Michael Kirby

Personal information
- Born: February 20, 1925
- Died: May 25, 2002 (aged 77)

Figure skating career
- Country: Canada

Medal record
Representing Canada
Fours' Figure skating
North American Championships
| Silver medal – second place | 1941 Philadelphia | Fours |

= Michael Kirby (figure skater) =

Canadian figure skater

Michael J.R. Kirby (February 20, 1925 – May 25, 2002 in Laguna Niguel, CA) was a Canadian figure skater who competed in men's singles, and was also an actor. Later was an ice rink owner and skating coach.

==Childhood and youth==
As a child he suffered from rheumatic fever and started ice-skating for physical therapy.

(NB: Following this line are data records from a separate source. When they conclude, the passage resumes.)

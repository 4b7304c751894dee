use std::sync::{
    Arc,
    atomic::{AtomicBool, Ordering},
};

use eyre::Result;
use tokio::{signal, sync::broadcast};

/// Why the gateway is shutting down
#[derive(Debug, Clone, Copy)]
pub enum ShutdownReason {
    /// Graceful shutdown requested (SIGTERM, SIGINT)
    Graceful,
    /// The shutdown channel closed without a signal
    Force,
}

/// Coordinates shutdown between the signal handler and the serve loop
pub struct GracefulShutdown {
    shutdown_tx: broadcast::Sender<ShutdownReason>,
    shutdown_initiated: Arc<AtomicBool>,
}

impl GracefulShutdown {
    pub fn new() -> Self {
        let (shutdown_tx, _) = broadcast::channel(16);
        Self {
            shutdown_tx,
            shutdown_initiated: Arc::new(AtomicBool::new(false)),
        }
    }

    /// Get a receiver for shutdown signals
    pub fn subscribe(&self) -> broadcast::Receiver<ShutdownReason> {
        self.shutdown_tx.subscribe()
    }

    /// Check if shutdown has been initiated
    pub fn is_shutdown_initiated(&self) -> bool {
        self.shutdown_initiated.load(Ordering::Relaxed)
    }

    /// Trigger shutdown without an OS signal (tests, embedding)
    pub fn trigger_shutdown(&self, reason: ShutdownReason) {
        self.initiate_shutdown(reason);
    }

    /// Listen for OS signals and broadcast the first one
    pub async fn run_signal_handler(&self) -> Result<()> {
        tracing::info!("signal handler started, listening for SIGTERM and SIGINT");

        tokio::select! {
            _ = signal::ctrl_c() => {
                tracing::info!("received SIGINT, initiating graceful shutdown");
                self.initiate_shutdown(ShutdownReason::Graceful);
            }
            _ = wait_for_sigterm() => {
                tracing::info!("received SIGTERM, initiating graceful shutdown");
                self.initiate_shutdown(ShutdownReason::Graceful);
            }
        }

        Ok(())
    }

    fn initiate_shutdown(&self, reason: ShutdownReason) {
        if self
            .shutdown_initiated
            .compare_exchange(false, true, Ordering::Relaxed, Ordering::Relaxed)
            .is_ok()
        {
            let _ = self.shutdown_tx.send(reason);
        } else {
            tracing::warn!("shutdown already initiated, ignoring signal");
        }
    }

    /// Block until a shutdown signal arrives
    pub async fn wait_for_shutdown_signal(&self) -> ShutdownReason {
        let mut receiver = self.subscribe();
        match receiver.recv().await {
            Ok(reason) => reason,
            Err(_) => {
                tracing::warn!("shutdown channel closed unexpectedly");
                ShutdownReason::Force
            }
        }
    }
}

impl Default for GracefulShutdown {
    fn default() -> Self {
        Self::new()
    }
}

#[cfg(unix)]
async fn wait_for_sigterm() {
    use tokio::signal::unix::{SignalKind, signal};
    let mut sigterm = signal(SignalKind::terminate()).expect("Failed to register SIGTERM handler");
    sigterm.recv().await;
}

#[cfg(not(unix))]
async fn wait_for_sigterm() {
    // On non-Unix systems, only Ctrl+C is available.
    std::future::pending::<()>().await;
}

When he turned 16, he became a Canadian national champion.
He won the silver medal at the 1941 North American Championships and then won the gold medal at the Canadian Figure Skating Championships in 1942 before turning professional and joining the Ice Follies in 1943. He also competed in fours with Therese McCarthy, Virginia Wilson, and Donald Gilchrist in 1941 and 1942.

==Career==
===Acting===
In the later 1940s, Kirby moved to Hollywood and signed a contract with MGM. He appeared in several movies including Keep Your Powder Dry (1945) with Lana Turner, and Summer Holiday (filmed in 1946, released in 1948) as Mickey Rooney's older brother.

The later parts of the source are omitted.